Go line by line through the entries below and copy those containing the string "links".

§

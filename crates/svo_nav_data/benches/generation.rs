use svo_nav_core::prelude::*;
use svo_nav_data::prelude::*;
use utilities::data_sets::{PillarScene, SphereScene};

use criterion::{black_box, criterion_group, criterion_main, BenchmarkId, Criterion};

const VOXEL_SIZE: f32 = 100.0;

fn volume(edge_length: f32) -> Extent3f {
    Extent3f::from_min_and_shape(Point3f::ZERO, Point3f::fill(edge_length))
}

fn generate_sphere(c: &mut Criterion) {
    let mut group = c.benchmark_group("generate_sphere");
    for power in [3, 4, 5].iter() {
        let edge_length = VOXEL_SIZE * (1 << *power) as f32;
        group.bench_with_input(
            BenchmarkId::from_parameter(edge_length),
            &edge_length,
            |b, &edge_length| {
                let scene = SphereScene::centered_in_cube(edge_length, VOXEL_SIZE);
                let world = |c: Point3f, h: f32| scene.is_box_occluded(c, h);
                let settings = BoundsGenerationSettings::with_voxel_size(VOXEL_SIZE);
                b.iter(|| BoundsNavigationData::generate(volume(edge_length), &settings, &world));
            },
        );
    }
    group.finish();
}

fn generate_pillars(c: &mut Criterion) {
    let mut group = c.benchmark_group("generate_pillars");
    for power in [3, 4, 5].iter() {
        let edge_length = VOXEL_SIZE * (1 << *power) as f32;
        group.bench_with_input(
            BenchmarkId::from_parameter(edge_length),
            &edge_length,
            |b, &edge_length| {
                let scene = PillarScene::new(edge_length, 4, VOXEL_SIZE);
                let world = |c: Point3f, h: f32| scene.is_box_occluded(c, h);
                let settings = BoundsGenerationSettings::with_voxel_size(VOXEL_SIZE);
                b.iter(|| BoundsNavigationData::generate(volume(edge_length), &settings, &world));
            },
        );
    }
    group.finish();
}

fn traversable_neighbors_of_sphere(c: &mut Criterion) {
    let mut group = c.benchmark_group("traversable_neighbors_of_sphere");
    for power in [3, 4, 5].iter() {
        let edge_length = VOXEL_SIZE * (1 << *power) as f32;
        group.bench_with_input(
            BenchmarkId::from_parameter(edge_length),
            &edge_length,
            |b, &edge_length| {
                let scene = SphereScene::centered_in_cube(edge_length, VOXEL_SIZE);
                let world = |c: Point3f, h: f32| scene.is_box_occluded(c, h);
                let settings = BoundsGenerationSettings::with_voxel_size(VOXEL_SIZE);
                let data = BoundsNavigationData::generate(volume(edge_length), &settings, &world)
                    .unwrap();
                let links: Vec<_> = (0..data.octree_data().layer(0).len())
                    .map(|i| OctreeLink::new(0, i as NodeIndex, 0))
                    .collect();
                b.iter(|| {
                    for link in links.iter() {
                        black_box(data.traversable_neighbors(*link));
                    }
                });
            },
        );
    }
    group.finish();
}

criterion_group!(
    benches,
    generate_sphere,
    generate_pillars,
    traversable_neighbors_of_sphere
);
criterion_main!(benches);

§

- [Answer to this problem]
                let links: Vec<_> = (0..data.octree_data().layer(0).len())
                    for link in links.iter() {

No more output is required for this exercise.